In a world more divided than ever, what we need is togetherness, something Joker’s Hand emphasizes in their work. Their ironically bouncy new single “War Profiteer” draws inspiration from reggae and sarcastically comments on people who benefit from others’ suffering.
Based in Torrance, California, the alt-rock duo met when members Kevin Kawano and Matthew Lau became roommates while studying film at UC Santa Cruz. They toyed with the idea of making music together, but didn’t consider making a career out of that passion until their last year of college, when graduation approached and they wanted to face their adult-world fears together.
This flip of courage is also what inspired their name – as Kevin explains, ““Every deck of cards comes with two jokers in it. The joker cards are cast aside. You don’t expect to use them in a game. I’m half-Japanese and half-white, but my upbringing was more akin to a strict Japanese household. Matt, who is full Chinese, grew up in a similar fashion so we were pushed toward a ‘normal,’ career-driven life. We weren’t raised to take chances or speak our minds.”
Meanwhile, Matthew shares, “Growing up feeling socially isolated and unpopular from the herd led us to music, but also triggered a fear of letting people in.”
2020 was poised to be Joker’s Hand’s biggest year yet, with their debut, self-titled EP coming out in March, planned showcases at SXSW, and festival appearances alongside Sublime With Rome.
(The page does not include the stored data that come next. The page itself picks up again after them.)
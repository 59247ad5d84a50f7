//! Palette color normalization

use once_cell::sync::Lazy;
use regex::Regex;

use color::{normalize_hex, parse_color, rgba_to_hex};

static VAR_PATTERN: Lazy<Regex> =
    Lazy::new(|| Regex::new(r"^var\(\s*--[A-Za-z0-9_-]+\s*(?:,[^)]*)?\)$").unwrap());

static HEX_LITERAL: Lazy<Regex> = Lazy::new(|| {
    Regex::new(r"^#(?:[0-9A-Fa-f]{3,4}|[0-9A-Fa-f]{6}|[0-9A-Fa-f]{8})$").unwrap()
});

/// Canonical form of a palette color, `None` if it is not one.
///
/// Parsable colors become uppercase `#RRGGBB[AA]`; `var(--name)`
/// references are kept verbatim; other hex literals (e.g. `#RGBA`) are
/// uppercased.
pub fn normalize_palette_color(text: &str) -> Option<String> {
    let text = text.trim();
    if text.is_empty() {
        return None;
    }

    if VAR_PATTERN.is_match(text) {
        return Some(text.to_string());
    }

    if let Some(rgba) = parse_color(text) {
        return Some(normalize_hex(&rgba_to_hex(&rgba)));
    }

    if HEX_LITERAL.is_match(text) {
        return Some(normalize_hex(text));
    }

    None
}

#[cfg(test)]
mod tests {
    use super::*;

    #[test]
    fn test_normalize() {
        assert_eq!(normalize_palette_color("#abc").as_deref(), Some("#AABBCC"));
        assert_eq!(normalize_palette_color(" #aaBBcc ").as_deref(), Some("#AABBCC"));
        assert_eq!(normalize_palette_color("rgb(255, 0, 0)").as_deref(), Some("#FF0000"));
        assert_eq!(normalize_palette_color("rgba(0, 0, 0, 0.5)").as_deref(), Some("#00000080"));
        assert_eq!(normalize_palette_color("hsl(120, 100%, 50%)").as_deref(), Some("#00FF00"));
    }

    #[test]
    fn test_var_references_kept() {
        assert_eq!(
            normalize_palette_color("var(--primary-color)").as_deref(),
            Some("var(--primary-color)")
        );
        assert_eq!(normalize_palette_color("var(primary)"), None);
    }

    #[test]
    fn test_four_digit_hex_accepted() {
        assert_eq!(normalize_palette_color("#abcd").as_deref(), Some("#ABCD"));
    }

    #[test]
    fn test_rejects() {
        assert_eq!(normalize_palette_color(""), None);
        assert_eq!(normalize_palette_color("not-a-color"), None);
        assert_eq!(normalize_palette_color("#12345"), None);
        assert_eq!(normalize_palette_color("red"), None);
    }
}
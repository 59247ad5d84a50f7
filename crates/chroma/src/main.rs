//! Chroma - command-line front end
//!
//! Color conversion and gradient parsing run statelessly; recent colors,
//! palettes and presets are read from and written to the file-backed
//! store in the configured data directory.

mod command;

use std::path::Path;
use std::sync::Arc;
use anyhow::{bail, Result};

use chroma_core::{ChromaConfig, FileStore, KeyValueStore, PathFileAccess};
use gradient_presets::GradientPresetStore;
use palette::PaletteStore;
use recent_colors::RecentColors;

use command::{Command, PaletteAction, PresetAction, RecentAction, USAGE};

#[tokio::main]
async fn main() -> Result<()> {
    let config = ChromaConfig::load_or_default()?;
    chroma_core::logging::init(config.log_level);

    let args: Vec<String> = std::env::args().skip(1).collect();
    let command = match Command::parse(&args) {
        Ok(command) => command,
        Err(e) => {
            eprintln!("{}\n\n{}", e, USAGE);
            std::process::exit(2);
        }
    };

    let directory = config.storage_directory();
    tracing::debug!("Using storage directory {:?}", directory);
    let store: Arc<dyn KeyValueStore> = Arc::new(FileStore::new(directory));

    match command {
        Command::Help => println!("{}", USAGE),
        Command::Convert(text) => show_color(&text)?,
        Command::Gradient(text) => show_gradient(&text),
        Command::Recent(action) => recent(action, RecentColors::from_config(store, &config.recent_colors)),
        Command::Palettes(action) => {
            palettes(action, PaletteStore::from_config(store, &config.palettes)).await?
        }
        Command::Presets(action) => {
            presets(action, GradientPresetStore::from_config(store, &config.presets)).await?
        }
    }

    Ok(())
}

fn show_color(text: &str) -> Result<()> {
    let Some(rgba) = color::parse_color(text) else {
        bail!("Not a color: {}", text);
    };

    println!("hex   {}", color::rgba_to_hex(&rgba));
    println!("rgba  {}", color::format_rgba(&rgba));
    println!("hsla  {}", color::format_hsla(&color::rgba_to_hsla(&rgba)));
    Ok(())
}

fn show_gradient(text: &str) {
    if !gradient::is_gradient_string(text) {
        tracing::warn!("Input is not a gradient, showing the default");
    }

    let def = gradient::parse_gradient(text);
    println!("{}", gradient::gradient_to_css(&def));
    for stop in &def.stops {
        println!("  {:<8} {:>5}%  {}", stop.id, stop.position, stop.color);
    }
}

fn recent(action: RecentAction, mut history: RecentColors) {
    match action {
        RecentAction::List => {}
        RecentAction::Add(color) => history.add(&color),
        RecentAction::Remove(color) => history.remove(&color),
        RecentAction::Clear => history.clear(),
    }

    for color in history.colors() {
        println!("{}", color);
    }
}

async fn palettes(action: PaletteAction, mut store: PaletteStore) -> Result<()> {
    match action {
        PaletteAction::List => {
            for palette in store.palettes() {
                let marker = if store.active_palette_id() == Some(palette.id.as_str()) { "*" } else { " " };
                println!("{} {} ({}) {}", marker, palette.name, palette.id, palette.colors.join(" "));
            }
        }
        PaletteAction::Export => println!("{}", store.export_palettes()),
        PaletteAction::Css => println!("{}", store.export_css_variables()),
        PaletteAction::Import(path) => {
            if let Some(result) = store.import_from(&reader(&path)?).await? {
                println!("Imported {} palettes", result.added);
                for error in result.errors {
                    eprintln!("  {}", error);
                }
            }
        }
    }
    Ok(())
}

async fn presets(action: PresetAction, mut store: GradientPresetStore) -> Result<()> {
    if let Some(error) = store.error() {
        eprintln!("{}", error);
    }

    match action {
        PresetAction::List => {
            for preset in store.all_presets() {
                println!("{:<10} {:<28} {}", preset.category.as_str(), preset.name, preset.id);
            }
        }
        PresetAction::Save { name, css } => {
            let saved = store.save_preset(&name, &css)?;
            println!("Saved {} ({})", saved.name, saved.id);
        }
        PresetAction::Delete(id) => {
            if !store.delete_preset(&id) {
                bail!("No saved preset with id {}", id);
            }
        }
        PresetAction::Export => println!("{}", store.export_json()),
        PresetAction::Import(path) => {
            if let Some(result) = store.import_from(&reader(&path)?).await? {
                println!("Imported {} presets", result.added);
                for error in result.errors {
                    eprintln!("  {}", error);
                }
            }
        }
    }
    Ok(())
}

fn reader(path: &Path) -> Result<PathFileAccess> {
    if !path.is_file() {
        bail!("No such file: {}", path.display());
    }
    Ok(PathFileAccess::reading(path))
}
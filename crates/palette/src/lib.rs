//! # Chroma Palette
//!
//! Named collections of favorite colors. A handful of read-only default
//! palettes are seeded on first run; everything else is user-owned.
//! Palettes can be exported as JSON or as CSS custom properties, and
//! JSON exports can be imported back (always with fresh identity).

pub mod defaults;
pub mod normalize;
pub mod store;
pub mod transfer;

use serde::{Deserialize, Serialize};

pub use defaults::default_palettes;
pub use normalize::normalize_palette_color;
pub use store::PaletteStore;
pub use transfer::{ImportError, ImportResult, PaletteExport};

/// Schema version of the persisted envelope
pub const PALETTE_STORAGE_VERSION: u32 = 1;

/// Name given to palettes created without one
pub const DEFAULT_PALETTE_NAME: &str = "New Palette";

/// A named, ordered, deduplicated list of colors
#[derive(Debug, Clone, PartialEq, Serialize, Deserialize)]
#[serde(rename_all = "camelCase")]
pub struct ColorPalette {
    pub id: String,
    pub name: String,
    #[serde(default, skip_serializing_if = "Option::is_none")]
    pub description: Option<String>,
    pub colors: Vec<String>,
    #[serde(default)]
    pub is_default: bool,
    #[serde(default)]
    pub created_at: i64,
    #[serde(default)]
    pub updated_at: i64,
}

/// Persisted envelope
#[derive(Debug, Clone, PartialEq, Serialize, Deserialize)]
#[serde(rename_all = "camelCase")]
pub struct ColorPaletteStorage {
    #[serde(default)]
    pub version: u32,
    pub palettes: Vec<ColorPalette>,
    #[serde(default, skip_serializing_if = "Option::is_none")]
    pub active_palette_id: Option<String>,
}

impl ColorPaletteStorage {
    /// Fresh envelope holding the default palettes, the first one active
    pub fn seeded() -> Self {
        let palettes = default_palettes();
        let active_palette_id = palettes.first().map(|p| p.id.clone());
        Self {
            version: PALETTE_STORAGE_VERSION,
            palettes,
            active_palette_id,
        }
    }
}

/// Change notification
#[derive(Debug, Clone, PartialEq)]
pub enum PaletteEvent {
    Created(String),
    Updated(String),
    Deleted(String),
    ActiveChanged(Option<String>),
    Imported { added: usize },
}

#[cfg(test)]
mod tests {
    use super::*;

    #[test]
    fn test_storage_json_shape() {
        let storage = ColorPaletteStorage::seeded();
        let json = serde_json::to_value(&storage).unwrap();
        assert_eq!(json["version"], 1);
        assert_eq!(json["activePaletteId"], storage.palettes[0].id.as_str());
        assert_eq!(json["palettes"][0]["isDefault"], true);
        assert!(json["palettes"][0].get("createdAt").is_some());
    }
}
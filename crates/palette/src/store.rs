//! Palette store

use std::collections::HashSet;
use std::sync::Arc;
use tokio::sync::broadcast;

use chroma_core::config::{COLOR_PALETTES_KEY, DEFAULT_MAX_PALETTE_COLORS};
use chroma_core::{FileAccess, KeyValueStore, PaletteConfig};

use crate::transfer::{self, ImportResult};
use crate::{ColorPalette, ColorPaletteStorage, PaletteEvent, DEFAULT_PALETTE_NAME, PALETTE_STORAGE_VERSION};
use crate::normalize::normalize_palette_color;

/// Owns the palette collection and writes every change through to storage.
///
/// Default palettes are read-only apart from renaming.
pub struct PaletteStore {
    state: ColorPaletteStorage,
    max_colors: usize,
    storage_key: String,
    store: Arc<dyn KeyValueStore>,
    events: broadcast::Sender<PaletteEvent>,
}

impl PaletteStore {
    pub fn new(store: Arc<dyn KeyValueStore>) -> Self {
        Self::with_options(store, COLOR_PALETTES_KEY, DEFAULT_MAX_PALETTE_COLORS)
    }

    pub fn from_config(store: Arc<dyn KeyValueStore>, config: &PaletteConfig) -> Self {
        Self::with_options(store, &config.storage_key, config.max_colors)
    }

    /// Load the persisted collection, or seed the defaults if there is none
    pub fn with_options(store: Arc<dyn KeyValueStore>, storage_key: &str, max_colors: usize) -> Self {
        let (events, _) = broadcast::channel(32);
        let state = load_state(store.as_ref(), storage_key);
        Self {
            state,
            max_colors,
            storage_key: storage_key.to_string(),
            store,
            events,
        }
    }

    pub fn subscribe(&self) -> broadcast::Receiver<PaletteEvent> {
        self.events.subscribe()
    }

    pub fn palettes(&self) -> &[ColorPalette] {
        &self.state.palettes
    }

    pub fn palette(&self, id: &str) -> Option<&ColorPalette> {
        self.state.palettes.iter().find(|p| p.id == id)
    }

    pub fn active_palette_id(&self) -> Option<&str> {
        self.state.active_palette_id.as_deref()
    }

    pub fn active_palette(&self) -> Option<&ColorPalette> {
        self.active_palette_id().and_then(|id| self.palette(id))
    }

    pub fn max_colors(&self) -> usize {
        self.max_colors
    }

    /// Select a palette; `false` if no palette has that id
    pub fn set_active_palette(&mut self, id: &str) -> bool {
        if self.palette(id).is_none() {
            return false;
        }
        self.state.active_palette_id = Some(id.to_string());
        self.persist();
        self.emit(PaletteEvent::ActiveChanged(Some(id.to_string())));
        true
    }

    /// Create an empty user palette and make it active
    pub fn create_palette(&mut self, name: Option<&str>) -> ColorPalette {
        let name = name
            .map(str::trim)
            .filter(|n| !n.is_empty())
            .unwrap_or(DEFAULT_PALETTE_NAME);
        let now = chroma_core::now_millis();

        let palette = ColorPalette {
            id: chroma_core::new_id("palette"),
            name: name.to_string(),
            description: None,
            colors: Vec::new(),
            is_default: false,
            created_at: now,
            updated_at: now,
        };

        self.insert_active(palette.clone());
        palette
    }

    /// Copy a palette under a non-colliding name and make the copy active
    pub fn duplicate_palette(&mut self, id: &str) -> Option<ColorPalette> {
        let source = self.palette(id)?.clone();
        let now = chroma_core::now_millis();

        let copy = ColorPalette {
            id: chroma_core::new_id("palette"),
            name: self.copy_name(&source.name),
            description: source.description,
            colors: source.colors,
            is_default: false,
            created_at: now,
            updated_at: now,
        };

        self.insert_active(copy.clone());
        Some(copy)
    }

    /// Rename a palette. A blank name keeps the old one; `updated_at` is
    /// bumped either way. Default palettes may be renamed.
    pub fn rename_palette(&mut self, id: &str, name: &str) -> bool {
        let Some(palette) = self.palette_mut(id) else {
            return false;
        };

        let name = name.trim();
        if !name.is_empty() {
            palette.name = name.to_string();
        }
        palette.updated_at = chroma_core::now_millis();

        self.persist();
        self.emit(PaletteEvent::Updated(id.to_string()));
        true
    }

    /// Delete a user palette. If it was active, fall back to the first
    /// remaining user palette, else the first palette of any kind.
    pub fn delete_palette(&mut self, id: &str) -> bool {
        let Some(index) = self.state.palettes.iter().position(|p| p.id == id) else {
            return false;
        };
        if self.state.palettes[index].is_default {
            return false;
        }

        self.state.palettes.remove(index);

        let was_active = self.state.active_palette_id.as_deref() == Some(id);
        if was_active {
            self.state.active_palette_id = self
                .state
                .palettes
                .iter()
                .find(|p| !p.is_default)
                .or_else(|| self.state.palettes.first())
                .map(|p| p.id.clone());
        }

        self.persist();
        self.emit(PaletteEvent::Deleted(id.to_string()));
        if was_active {
            self.emit(PaletteEvent::ActiveChanged(self.state.active_palette_id.clone()));
        }
        true
    }

    /// Add a color to a user palette.
    ///
    /// Returns `false` only when `color` is not a valid color. A valid
    /// color that is already present, or a palette that is full, default
    /// or missing, still returns `true` without changing anything.
    pub fn add_color(&mut self, id: &str, color: &str) -> bool {
        let Some(normalized) = normalize_palette_color(color) else {
            return false;
        };

        let max_colors = self.max_colors;
        let Some(palette) = self.editable_mut(id) else {
            return true;
        };
        if palette.colors.contains(&normalized) || palette.colors.len() >= max_colors {
            return true;
        }

        palette.colors.push(normalized);
        palette.updated_at = chroma_core::now_millis();

        self.persist();
        self.emit(PaletteEvent::Updated(id.to_string()));
        true
    }

    /// Remove a color from a user palette
    pub fn remove_color(&mut self, id: &str, color: &str) {
        let Some(normalized) = normalize_palette_color(color) else {
            return;
        };
        let Some(palette) = self.editable_mut(id) else {
            return;
        };

        let before = palette.colors.len();
        palette.colors.retain(|c| *c != normalized);
        if palette.colors.len() == before {
            return;
        }
        palette.updated_at = chroma_core::now_millis();

        self.persist();
        self.emit(PaletteEvent::Updated(id.to_string()));
    }

    /// Move the color at `from` to `to` within a user palette
    pub fn reorder_colors(&mut self, id: &str, from: usize, to: usize) {
        let Some(palette) = self.editable_mut(id) else {
            return;
        };
        let len = palette.colors.len();
        if from >= len || to >= len || from == to {
            return;
        }

        let color = palette.colors.remove(from);
        palette.colors.insert(to, color);
        palette.updated_at = chroma_core::now_millis();

        self.persist();
        self.emit(PaletteEvent::Updated(id.to_string()));
    }

    /// Import palettes from an exported JSON array. Imported palettes get
    /// fresh ids and timestamps and are never default.
    pub fn import_palettes(&mut self, json: &str) -> ImportResult {
        let (imported, errors) = transfer::parse_import(json, self.max_colors);
        let now = chroma_core::now_millis();
        let added = imported.len();

        for entry in imported {
            self.state.palettes.push(ColorPalette {
                id: chroma_core::new_id("palette"),
                name: entry.name,
                description: entry.description,
                colors: entry.colors,
                is_default: false,
                created_at: now,
                updated_at: now,
            });
        }

        if added > 0 {
            tracing::info!("Imported {} palettes", added);
            self.persist();
            self.emit(PaletteEvent::Imported { added });
        }

        ImportResult {
            added,
            errors: errors.iter().map(ToString::to_string).collect(),
        }
    }

    /// JSON array of every palette, without ids or timestamps
    pub fn export_palettes(&self) -> String {
        transfer::export_json(&self.state.palettes)
    }

    /// CSS custom properties for every palette color
    pub fn export_css_variables(&self) -> String {
        transfer::css_variables(&self.state.palettes)
    }

    /// Import from a user-selected file; `None` if the user cancelled
    pub async fn import_from(&mut self, files: &dyn FileAccess) -> anyhow::Result<Option<ImportResult>> {
        let Some(json) = files.read_text().await? else {
            return Ok(None);
        };
        Ok(Some(self.import_palettes(&json)))
    }

    /// Export to a user-chosen file; `false` if the user cancelled
    pub async fn export_to(&self, files: &dyn FileAccess) -> anyhow::Result<bool> {
        let json = self.export_palettes();
        files.write_text("color-palettes.json", &json).await
    }

    fn palette_mut(&mut self, id: &str) -> Option<&mut ColorPalette> {
        self.state.palettes.iter_mut().find(|p| p.id == id)
    }

    fn editable_mut(&mut self, id: &str) -> Option<&mut ColorPalette> {
        self.palette_mut(id).filter(|p| !p.is_default)
    }

    fn insert_active(&mut self, palette: ColorPalette) {
        let id = palette.id.clone();
        self.state.palettes.push(palette);
        self.state.active_palette_id = Some(id.clone());

        self.persist();
        self.emit(PaletteEvent::Created(id.clone()));
        self.emit(PaletteEvent::ActiveChanged(Some(id)));
    }

    /// `"<name> (copy)"`, then `"<name> (copy) 2"`, `3`, ... until unused
    fn copy_name(&self, name: &str) -> String {
        let taken: HashSet<&str> = self.state.palettes.iter().map(|p| p.name.as_str()).collect();

        let base = format!("{} (copy)", name);
        if !taken.contains(base.as_str()) {
            return base;
        }

        let mut n = 2;
        loop {
            let candidate = format!("{} {}", base, n);
            if !taken.contains(candidate.as_str()) {
                return candidate;
            }
            n += 1;
        }
    }

    fn emit(&self, event: PaletteEvent) {
        let _ = self.events.send(event);
    }

    fn persist(&self) {
        let result = serde_json::to_string(&self.state)
            .map_err(|e| e.to_string())
            .and_then(|json| self.store.set(&self.storage_key, &json).map_err(|e| e.to_string()));

        if let Err(e) = result {
            tracing::warn!("Failed to save color palettes: {}", e);
        }
    }
}

fn load_state(store: &dyn KeyValueStore, key: &str) -> ColorPaletteStorage {
    let raw = match store.get(key) {
        Ok(Some(raw)) => raw,
        Ok(None) => return ColorPaletteStorage::seeded(),
        Err(e) => {
            tracing::warn!("Failed to read color palettes: {}", e);
            return ColorPaletteStorage::seeded();
        }
    };

    match serde_json::from_str::<ColorPaletteStorage>(&raw) {
        Ok(mut state) => {
            if state.version != PALETTE_STORAGE_VERSION {
                tracing::debug!(
                    "Color palette storage version {} corrected to {}",
                    state.version,
                    PALETTE_STORAGE_VERSION
                );
                state.version = PALETTE_STORAGE_VERSION;
            }
            state
        }
        Err(e) => {
            tracing::warn!("Ignoring corrupt color palette entry: {}", e);
            ColorPaletteStorage::seeded()
        }
    }
}
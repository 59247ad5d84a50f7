//! Configuration
//!
//! Loaded from `<config_dir>/chroma/config.toml`; every field has a
//! default so a partial (or missing) file is fine.

use std::path::PathBuf;
use anyhow::Result;
use serde::{Deserialize, Serialize};

use crate::logging::LogLevel;

pub const RECENT_COLORS_KEY: &str = "havdm-recent-colors";
pub const COLOR_PALETTES_KEY: &str = "havdm-color-palettes";
pub const GRADIENT_PRESETS_KEY: &str = "havdm-gradient-presets";

pub const DEFAULT_MAX_RECENT_COLORS: usize = 10;
pub const DEFAULT_MAX_PALETTE_COLORS: usize = 20;

#[derive(Debug, Clone, Default, PartialEq, Serialize, Deserialize)]
#[serde(default)]
pub struct ChromaConfig {
    pub log_level: LogLevel,
    pub storage: StorageConfig,
    pub recent_colors: RecentColorsConfig,
    pub palettes: PaletteConfig,
    pub presets: PresetConfig,
}

#[derive(Debug, Clone, Default, PartialEq, Serialize, Deserialize)]
#[serde(default)]
pub struct StorageConfig {
    /// Directory for the file-backed store, platform data dir when unset
    pub directory: Option<PathBuf>,
}

#[derive(Debug, Clone, PartialEq, Serialize, Deserialize)]
#[serde(default)]
pub struct RecentColorsConfig {
    pub storage_key: String,
    pub max_colors: usize,
}

impl Default for RecentColorsConfig {
    fn default() -> Self {
        Self {
            storage_key: RECENT_COLORS_KEY.to_string(),
            max_colors: DEFAULT_MAX_RECENT_COLORS,
        }
    }
}

#[derive(Debug, Clone, PartialEq, Serialize, Deserialize)]
#[serde(default)]
pub struct PaletteConfig {
    pub storage_key: String,
    pub max_colors: usize,
}

impl Default for PaletteConfig {
    fn default() -> Self {
        Self {
            storage_key: COLOR_PALETTES_KEY.to_string(),
            max_colors: DEFAULT_MAX_PALETTE_COLORS,
        }
    }
}

#[derive(Debug, Clone, PartialEq, Serialize, Deserialize)]
#[serde(default)]
pub struct PresetConfig {
    pub storage_key: String,
}

impl Default for PresetConfig {
    fn default() -> Self {
        Self {
            storage_key: GRADIENT_PRESETS_KEY.to_string(),
        }
    }
}

impl ChromaConfig {
    /// Load from the config file, or defaults if there is none
    pub fn load_or_default() -> Result<Self> {
        let config_path = Self::config_path();

        if config_path.exists() {
            let content = std::fs::read_to_string(&config_path)?;
            Self::from_toml_str(&content)
        } else {
            Ok(Self::default())
        }
    }

    pub fn from_toml_str(content: &str) -> Result<Self> {
        Ok(toml::from_str(content)?)
    }

    /// Directory used by the file-backed store
    pub fn storage_directory(&self) -> PathBuf {
        self.storage.directory.clone().unwrap_or_else(|| {
            dirs::data_dir()
                .unwrap_or_else(|| PathBuf::from("."))
                .join("chroma")
        })
    }

    fn config_path() -> PathBuf {
        dirs::config_dir()
            .unwrap_or_else(|| PathBuf::from("."))
            .join("chroma")
            .join("config.toml")
    }
}

#[cfg(test)]
mod tests {
    use super::*;

    #[test]
    fn test_defaults() {
        let config = ChromaConfig::default();
        assert_eq!(config.recent_colors.max_colors, 10);
        assert_eq!(config.palettes.max_colors, 20);
        assert_eq!(config.presets.storage_key, "havdm-gradient-presets");
        assert_eq!(config.log_level, LogLevel::Info);
    }

    #[test]
    fn test_partial_toml() {
        let config = ChromaConfig::from_toml_str(
            r#"
            log_level = "debug"

            [recent_colors]
            max_colors = 5

            [storage]
            directory = "/tmp/chroma-test"
            "#,
        )
        .unwrap();

        assert_eq!(config.log_level, LogLevel::Debug);
        assert_eq!(config.recent_colors.max_colors, 5);
        assert_eq!(config.recent_colors.storage_key, RECENT_COLORS_KEY);
        assert_eq!(config.palettes, PaletteConfig::default());
        assert_eq!(config.storage_directory(), PathBuf::from("/tmp/chroma-test"));
    }

    #[test]
    fn test_toml_roundtrip() {
        let mut config = ChromaConfig::default();
        config.palettes.max_colors = 12;
        let text = toml::to_string_pretty(&config).unwrap();
        assert_eq!(ChromaConfig::from_toml_str(&text).unwrap(), config);
    }
}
But, of course, the COVID-19 pandemic threw a wrench in their plans. This year, they’re moving even further forward and planning two new singles in the coming months: “Hibakusha” and “Devil’s Nest.”
The duo has also been vocal about the Stop Asian Hate movement, and their efforts have included playing shows in support of the cause as well as speaking out.
“It’s messed up what’s going on,” Kevin says. “I get that people have been locked away for a year and this has not been easy for anybody. They’re looking for someone to blame because of where the virus came from and, frankly, it didn’t help with that president we had calling it the ‘Kung Flu’ and the ‘China Virus.’ We’re trying to help give a voice to people who may feel threatened by the current political climate and xenophobia.”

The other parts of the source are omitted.